DavidAbrahams: This is going to have to be a FAQ about dynamic linking, RTTI, and exception-handling issues in general.
There are three basic dynamic linking models; I'll call these
- Global - "everything" is shared across the link boundary.
- This is what usually happens on Unix systems when dynamic linking; it's much like static linking (but not exactly). The global model is not available on Windows (this might be a good thing).
- This is what Windows compilers do with DLLs
using __declspec(dllexport)/__declspec(dllimport). Although the explicit model is technically available on many Unices, it's usually very cumbersome and requires special support from scripts outside the compiler.
- Instead, you open the shared library explicitly and get (function) pointers to the symbols you're looking for. Python uses this model to open extension modules, so that extension module writers don't need to know what symbols other extension modules might be using.

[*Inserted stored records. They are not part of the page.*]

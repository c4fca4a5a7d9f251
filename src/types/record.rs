//! Warranty records and parsed form submissions

use chrono::{DateTime, Utc};
use serde::{Deserialize, Serialize};

use super::{Brand, TicketStatus};

/// One warranty claim as stored in the record store.
///
/// `ticket_id` and `submitted_at` are set once at creation and never change.
/// `status` is mutated out-of-band by staff; the intake pipeline never
/// writes it after creation.
#[derive(Debug, Clone, Serialize, Deserialize)]
pub struct WarrantyRecord {
    pub ticket_id: String,
    pub brand: Brand,
    pub status: TicketStatus,
    pub submitted_at: DateTime<Utc>,
    pub client_email: String,
    pub client_name: String,
    #[serde(default)]
    pub tax_id: String,
    pub product_model: String,
    #[serde(default)]
    pub product_size: String,
    #[serde(default)]
    pub manufacture_year: String,
    #[serde(default)]
    pub product_condition: String,
    pub issue_description: String,
    #[serde(default)]
    pub proposed_solution: String,
}

impl WarrantyRecord {
    /// Build a fresh `Recibida` record from a parsed submission.
    ///
    /// The caller supplies the ticket id (already checked for uniqueness)
    /// and the intake timestamp.
    pub fn from_submission(
        submission: WarrantySubmission,
        brand: Brand,
        ticket_id: String,
        submitted_at: DateTime<Utc>,
    ) -> Self {
        Self {
            ticket_id,
            brand,
            status: TicketStatus::Recibida,
            submitted_at,
            client_email: submission.client_email,
            client_name: submission.client_name,
            tax_id: submission.tax_id,
            product_model: submission.product_model,
            product_size: submission.product_size,
            manufacture_year: submission.manufacture_year,
            product_condition: submission.product_condition,
            issue_description: submission.issue_description,
            proposed_solution: submission.proposed_solution,
        }
    }
}

/// A parsed form submission that has not been assigned a ticket yet.
///
/// Every field the form omitted is the empty string; the webhook parser
/// degrades malformed values instead of failing (a single bad field must
/// not block intake).
#[derive(Debug, Clone, Default, PartialEq)]
pub struct WarrantySubmission {
    /// `None` when the form carried no recognizable brand.
    pub brand: Option<Brand>,
    pub client_email: String,
    pub client_name: String,
    pub tax_id: String,
    pub product_model: String,
    pub product_size: String,
    pub manufacture_year: String,
    pub product_condition: String,
    pub issue_description: String,
    pub proposed_solution: String,
}
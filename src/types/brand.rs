//! Product brands handled by the warranty desk

use serde::{Deserialize, Serialize};

/// Product brand of a warranty claim.
///
/// Each brand maps to its own partition in the record store; the set is
/// fixed by the supplier agreements the desk operates under.
#[derive(Debug, Clone, Copy, Serialize, Deserialize, PartialEq, Eq, Hash)]
pub enum Brand {
    Conway,
    Cycplus,
    Dare,
    Kogel,
}

impl Brand {
    /// All known brands, in partition order.
    pub const ALL: [Brand; 4] = [Brand::Conway, Brand::Cycplus, Brand::Dare, Brand::Kogel];

    /// Partition name in the record store.
    pub fn partition_name(&self) -> &'static str {
        match self {
            Brand::Conway => "Conway",
            Brand::Cycplus => "Cycplus",
            Brand::Dare => "Dare",
            Brand::Kogel => "Kogel",
        }
    }

    /// Parse from form input (case-insensitive).
    pub fn parse(s: &str) -> Option<Self> {
        match s.trim().to_lowercase().as_str() {
            "conway" => Some(Brand::Conway),
            "cycplus" => Some(Brand::Cycplus),
            "dare" => Some(Brand::Dare),
            "kogel" => Some(Brand::Kogel),
            _ => None,
        }
    }
}

impl std::fmt::Display for Brand {
    fn fmt(&self, f: &mut std::fmt::Formatter<'_>) -> std::fmt::Result {
        write!(f, "{}", self.partition_name())
    }
}
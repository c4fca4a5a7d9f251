//! Runtime configuration
//!
//! Everything operator-tunable lives in one TOML file, loaded with the
//! standard search order:
//!
//! 1. `$GARANTIAS_CONFIG` environment variable (path to TOML file)
//! 2. `./garantias.toml` in the current working directory
//! 3. Built-in defaults
//!
//! SMTP credentials and the admin address can additionally be supplied (or
//! overridden) via `GARANTIAS_SMTP_*` / `GARANTIAS_ADMIN_EMAIL` environment
//! variables so secrets stay out of the file.

use std::path::{Path, PathBuf};

use serde::{Deserialize, Serialize};
use tracing::{info, warn};

use crate::intake::DedupConfig;

/// Configuration errors
#[derive(Debug, thiserror::Error)]
pub enum ConfigError {
    #[error("failed to read {path}: {source}")]
    Io {
        path: PathBuf,
        #[source]
        source: std::io::Error,
    },

    #[error("failed to parse {path}: {source}")]
    Parse {
        path: PathBuf,
        #[source]
        source: toml::de::Error,
    },
}

/// Root configuration.
#[derive(Debug, Clone, Serialize, Deserialize, Default)]
pub struct Settings {
    #[serde(default)]
    pub company: CompanyConfig,

    #[serde(default)]
    pub storage: StorageConfig,

    #[serde(default)]
    pub dedup: DedupConfig,

    #[serde(default)]
    pub tracking: TrackingConfig,

    #[serde(default)]
    pub smtp: SmtpConfig,
}

/// Desk identity used in outgoing mail.
#[derive(Debug, Clone, Serialize, Deserialize)]
pub struct CompanyConfig {
    #[serde(default = "default_company_name")]
    pub name: String,
    /// Empty disables admin alerts and summaries.
    #[serde(default)]
    pub admin_email: String,
}

fn default_company_name() -> String {
    "Proffectiv".to_string()
}

impl Default for CompanyConfig {
    fn default() -> Self {
        Self {
            name: default_company_name(),
            admin_email: String::new(),
        }
    }
}

/// Store locations.
#[derive(Debug, Clone, Serialize, Deserialize)]
pub struct StorageConfig {
    #[serde(default = "default_data_dir")]
    pub data_dir: PathBuf,
    #[serde(default = "default_snapshot_path")]
    pub snapshot_path: PathBuf,
}

fn default_data_dir() -> PathBuf {
    PathBuf::from("./data/records")
}

fn default_snapshot_path() -> PathBuf {
    PathBuf::from("./data/status_snapshot.json")
}

impl Default for StorageConfig {
    fn default() -> Self {
        Self {
            data_dir: default_data_dir(),
            snapshot_path: default_snapshot_path(),
        }
    }
}

/// Status-tracking window.
#[derive(Debug, Clone, Serialize, Deserialize)]
pub struct TrackingConfig {
    /// Tickets older than this many days are not diffed; their snapshot
    /// entries are left untouched.
    #[serde(default = "default_window_days")]
    pub window_days: i64,
}

fn default_window_days() -> i64 {
    90
}

impl Default for TrackingConfig {
    fn default() -> Self {
        Self {
            window_days: default_window_days(),
        }
    }
}

/// SMTPS relay settings.
#[derive(Debug, Clone, Serialize, Deserialize)]
pub struct SmtpConfig {
    #[serde(default)]
    pub host: String,
    #[serde(default = "default_smtp_port")]
    pub port: u16,
    #[serde(default)]
    pub username: String,
    #[serde(default)]
    pub password: String,
    /// Sender address; falls back to `username` when empty.
    #[serde(default)]
    pub from: String,
}

fn default_smtp_port() -> u16 {
    465
}

impl Default for SmtpConfig {
    fn default() -> Self {
        Self {
            host: String::new(),
            port: default_smtp_port(),
            username: String::new(),
            password: String::new(),
            from: String::new(),
        }
    }
}

impl Settings {
    /// Load configuration using the standard search order, then apply
    /// environment overrides.
    pub fn load() -> Self {
        let mut settings = Self::load_file_chain();
        settings.apply_env();
        settings
    }

    /// Load from an explicit path (CLI `--config`), then apply environment
    /// overrides.
    pub fn load_from(path: &Path) -> Result<Self, ConfigError> {
        let mut settings = Self::load_from_file(path)?;
        settings.apply_env();
        Ok(settings)
    }

    fn load_file_chain() -> Self {
        if let Ok(path) = std::env::var("GARANTIAS_CONFIG") {
            let p = PathBuf::from(&path);
            if p.exists() {
                match Self::load_from_file(&p) {
                    Ok(settings) => {
                        info!(path = %p.display(), "Loaded config from GARANTIAS_CONFIG");
                        return settings;
                    }
                    Err(e) => {
                        warn!(path = %p.display(), error = %e, "Failed to load config from GARANTIAS_CONFIG, falling back");
                    }
                }
            } else {
                warn!(path = %path, "GARANTIAS_CONFIG points to non-existent file, falling back");
            }
        }

        let local = PathBuf::from("garantias.toml");
        if local.exists() {
            match Self::load_from_file(&local) {
                Ok(settings) => {
                    info!("Loaded config from ./garantias.toml");
                    return settings;
                }
                Err(e) => {
                    warn!(error = %e, "Failed to load ./garantias.toml, using defaults");
                }
            }
        }

        Self::default()
    }

    fn load_from_file(path: &Path) -> Result<Self, ConfigError> {
        let text = std::fs::read_to_string(path).map_err(|source| ConfigError::Io {
            path: path.to_path_buf(),
            source,
        })?;
        toml::from_str(&text).map_err(|source| ConfigError::Parse {
            path: path.to_path_buf(),
            source,
        })
    }

    fn apply_env(&mut self) {
        if let Ok(host) = std::env::var("GARANTIAS_SMTP_HOST") {
            self.smtp.host = host;
        }
        if let Ok(port) = std::env::var("GARANTIAS_SMTP_PORT") {
            match port.parse() {
                Ok(port) => self.smtp.port = port,
                Err(_) => warn!(value = %port, "Ignoring unparseable GARANTIAS_SMTP_PORT"),
            }
        }
        if let Ok(username) = std::env::var("GARANTIAS_SMTP_USERNAME") {
            self.smtp.username = username;
        }
        if let Ok(password) = std::env::var("GARANTIAS_SMTP_PASSWORD") {
            self.smtp.password = password;
        }
        if let Ok(admin) = std::env::var("GARANTIAS_ADMIN_EMAIL") {
            self.company.admin_email = admin;
        }
    }
}
//! garantias - Warranty ticket automation CLI
//!
//! # Usage
//!
//! ```bash
//! # Process a form submission (webhook payload written to disk by the
//! # workflow that received it)
//! garantias intake --webhook payload.json
//!
//! # Daily scheduled run: detect status changes and email clients
//! garantias status-sync
//!
//! # Out-of-band staff edit (replaces the old spreadsheet edit)
//! garantias set-status --ticket <uuid> --status Tramitada
//!
//! # Inspect the tracking state
//! garantias summary
//! ```
//!
//! # Environment Variables
//!
//! - `GARANTIAS_CONFIG`: path to the TOML config file
//! - `GARANTIAS_SMTP_HOST` / `_PORT` / `_USERNAME` / `_PASSWORD`: SMTP
//!   credentials (override the config file)
//! - `GARANTIAS_ADMIN_EMAIL`: admin alert/summary recipient
//! - `RUST_LOG`: logging level (default: info)
//!
//! Exit codes: 0 success, 1 fatal error, 2 duplicate submission suppressed.

use std::collections::BTreeMap;
use std::path::PathBuf;
use std::process::ExitCode;

use anyhow::{Context, Result};
use chrono::Utc;
use clap::Parser;
use tracing::{info, warn};

use garantias::config::Settings;
use garantias::intake::{self, IntakeOutcome};
use garantias::notify::SmtpNotifier;
use garantias::status;
use garantias::store::{JsonSnapshotStore, SledRecordStore, SnapshotStore};
use garantias::types::TicketStatus;

// ============================================================================
// CLI Arguments
// ============================================================================

#[derive(Parser, Debug)]
#[command(name = "garantias")]
#[command(about = "Warranty ticket intake and status notification automation")]
#[command(version)]
struct CliArgs {
    /// Path to the TOML config file (default: $GARANTIAS_CONFIG, then
    /// ./garantias.toml, then built-in defaults)
    #[arg(short, long, global = true)]
    config: Option<PathBuf>,

    #[command(subcommand)]
    command: SubCommand,
}

#[derive(clap::Subcommand, Debug)]
enum SubCommand {
    /// Process one warranty form submission
    Intake {
        /// Path to the webhook payload JSON file
        #[arg(long, value_name = "FILE")]
        webhook: PathBuf,
    },

    /// Detect status changes and send client notifications
    StatusSync,

    /// Move a ticket to a new status (staff edit, read by the next sync)
    SetStatus {
        /// Ticket id
        #[arg(long)]
        ticket: String,
        /// New status: Recibida, Tramitada, Aceptada or Denegada
        #[arg(long)]
        status: String,
    },

    /// Print record and tracking counts
    Summary,
}

// ============================================================================
// Subcommand Implementations
// ============================================================================

async fn run_intake(settings: &Settings, webhook: &PathBuf) -> Result<ExitCode> {
    let text = std::fs::read_to_string(webhook)
        .with_context(|| format!("reading webhook payload {}", webhook.display()))?;
    let payload: serde_json::Value = serde_json::from_str(&text)
        .with_context(|| format!("parsing webhook payload {}", webhook.display()))?;

    let records = SledRecordStore::open(&settings.storage.data_dir)?;
    let notifier = SmtpNotifier::from_config(&settings.smtp, &settings.company)?;

    let report =
        intake::process_submission(&payload, &records, &notifier, &settings.dedup).await?;

    match report.outcome {
        IntakeOutcome::Created { ticket_id } => {
            info!(
                ticket_id = %ticket_id,
                confirmation = report.confirmation_sent,
                admin = report.admin_notified,
                "Intake complete"
            );
            Ok(ExitCode::SUCCESS)
        }
        IntakeOutcome::SuppressedDuplicate { ticket_id, score } => {
            warn!(
                duplicate_of = %ticket_id,
                score = %format!("{score:.3}"),
                "Intake stopped: duplicate submission"
            );
            Ok(ExitCode::from(2))
        }
    }
}

async fn run_status_sync(settings: &Settings) -> Result<ExitCode> {
    let records = SledRecordStore::open(&settings.storage.data_dir)?;
    let snapshots = JsonSnapshotStore::new(settings.storage.snapshot_path.clone());
    let notifier = SmtpNotifier::from_config(&settings.smtp, &settings.company)?;

    let summary = status::run_status_sync(
        &records,
        &snapshots,
        &notifier,
        &settings.tracking,
        Utc::now(),
    )
    .await?;

    if summary.failed > 0 {
        warn!(
            failed = summary.failed,
            "Run finished with failed notifications, see log for ticket ids"
        );
    }
    Ok(ExitCode::SUCCESS)
}

fn run_set_status(settings: &Settings, ticket: &str, status: &str) -> Result<ExitCode> {
    let status = TicketStatus::parse(status)
        .with_context(|| format!("unknown status `{status}` (expected Recibida, Tramitada, Aceptada or Denegada)"))?;

    let records = SledRecordStore::open(&settings.storage.data_dir)?;
    let updated = records.set_status(ticket, status)?;
    info!(
        ticket_id = %updated.ticket_id,
        brand = %updated.brand,
        status = %updated.status,
        "Ticket status updated"
    );
    Ok(ExitCode::SUCCESS)
}

fn run_summary(settings: &Settings) -> Result<ExitCode> {
    use garantias::store::RecordStore;

    let records = SledRecordStore::open(&settings.storage.data_dir)?;
    let snapshots = JsonSnapshotStore::new(settings.storage.snapshot_path.clone());

    let all = records.list_records(None)?;
    let snapshot = snapshots.load()?;

    let mut by_status: BTreeMap<&str, usize> = BTreeMap::new();
    let mut by_brand: BTreeMap<&str, usize> = BTreeMap::new();
    for record in &all {
        *by_status.entry(record.status.as_str()).or_default() += 1;
        *by_brand.entry(record.brand.partition_name()).or_default() += 1;
    }

    println!("Records: {}", all.len());
    for (status, count) in &by_status {
        println!("  {status}: {count}");
    }
    println!("Brands:");
    for (brand, count) in &by_brand {
        println!("  {brand}: {count}");
    }
    println!("Tracked tickets (snapshot): {}", snapshot.len());
    Ok(ExitCode::SUCCESS)
}

// ============================================================================
// Main Entry Point
// ============================================================================

#[tokio::main]
async fn main() -> Result<ExitCode> {
    // Initialize logging
    tracing_subscriber::fmt()
        .with_env_filter(
            tracing_subscriber::EnvFilter::try_from_default_env()
                .unwrap_or_else(|_| tracing_subscriber::EnvFilter::new("info")),
        )
        .with_target(false)
        .init();

    let args = CliArgs::parse();

    let settings = match &args.config {
        Some(path) => Settings::load_from(path)
            .with_context(|| format!("loading config {}", path.display()))?,
        None => Settings::load(),
    };

    match &args.command {
        SubCommand::Intake { webhook } => run_intake(&settings, webhook).await,
        SubCommand::StatusSync => run_status_sync(&settings).await,
        SubCommand::SetStatus { ticket, status } => run_set_status(&settings, ticket, status),
        SubCommand::Summary => run_summary(&settings),
    }
}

On Unix systems, Python is an executable which opens extension modules using the Insular model (dlopen), and on most systems the Python symbols used by extension modules are simply left unresolved and, as far as I know, because they are unresolved they automatically get hooked up to the symbols in the Python executable. AIX is a bit different - because it has true insulation Python explicitly hooks all its symbols up to the extension module when it is loaded.
On Windows, that implicit back-linking is not available, so the Python executable is just a shell which links Explicitly to the Python DLL. Extension modules are loaded by Python using the Insular model but also link to the Python DLL using the Explicit model. I think Python doesn't do something similar for AIX only because of a failure of the imagination ;->
On Windows, boost.python extension modules link to the Boost.Python library using the Explicit model. On Unix systems, they use the Global model. Note, however, that the fact that two extension modules are linked to the same library with the Global model does not mean the extension modules share all symbols. In fact (excepton Tru64 when -tlocal is not used to link -- not recommended), the extension modules will only share a symbol which is also present in a library they are both linked to.
Most of the subtle problems with dynamic linking C++ have to do with symbols C++ generates implicitly:
- RTTI and EH information
- virtual tables
- static data members of class template instantiations
- static variables in function template instantiations
Typically, in the Global model this information (known as "weak symbols" on Linux) is generated in every translation unit where it is used, and resolved away at link time. Of course, that leaves us with a single copy per link unit (executable or shared library), and which copy is used needs to be resolved at load time.**
The solutions generally come down to controlling where those symbols are generated and how they are shared across boundaries.
Whether the first two things are a problem for your application depends in part on the ABI (application binary interface) of your compiler. The ABI encompasses issues such as function calling convention, class layout, the format of EH tables, the format of RTTI information, and of course, the procedures the compiler uses to manipulate that information.
Your problem with boost::any was an interaction with the compiler's implementation of dynamic_cast. Recent GCCs determine dynamic type equivalence by comparing the addresses (not the contents) of their RTTI information. Because your two extension modules are not sharing any symbols other than those in the Boost.Python library, each one gets its own copy of the RTTI for the class in the any object, and the template instantiation of the any_cast on each side of the library boundary uses a different copy. The solution is to get that RTTI information generated in a place that both libraries can see. The best way to achieve that is to link both extension modules to a common shared library using the global model, and put the RTTI information there. For the case in question, you might achieve that by explicitly instantiating the any_cast template there.
The problem we had earlier with catching exceptions is an interaction with the compiler's implementation of EH and the behavior of glibc under dynamic linking. Recent glibc implementations have an "inconvenient" (charitably speaking) behavior with weak symbols. The result is that if the symbol appears in both extension modules and in the Boost.Python shared library, the first extension module loaded will share a copy with the Boost.Python library and each module loaded thereafter will get its own copy. Fortunately, I knew that classes with non-inline virtual functions are different, and usually a strong symbol gets generated in the translation unit containing the class' first non-inline virtual function. By adding a virtual destructor in the Boost.Python library we ensured that both extension modules got the same copy of the exception's EH info.
>> The Windows crash, FWIW, is a poor-QOI issue "bug" in the Dinkumware standard library that ships with vc6. vc7 solves it.
This problem is that the vc6 associative containers use a special static data member representing a "NULL" node, used as a sentinel to tell the container implementation where the "edge" is, so it would stop searching there. Because you instantiated the map<> template in two separate extension modules, each one got it's own copy of the "NULL" node, and a map passed across the boundary would contain the wrong sentinel value for the code on the other side.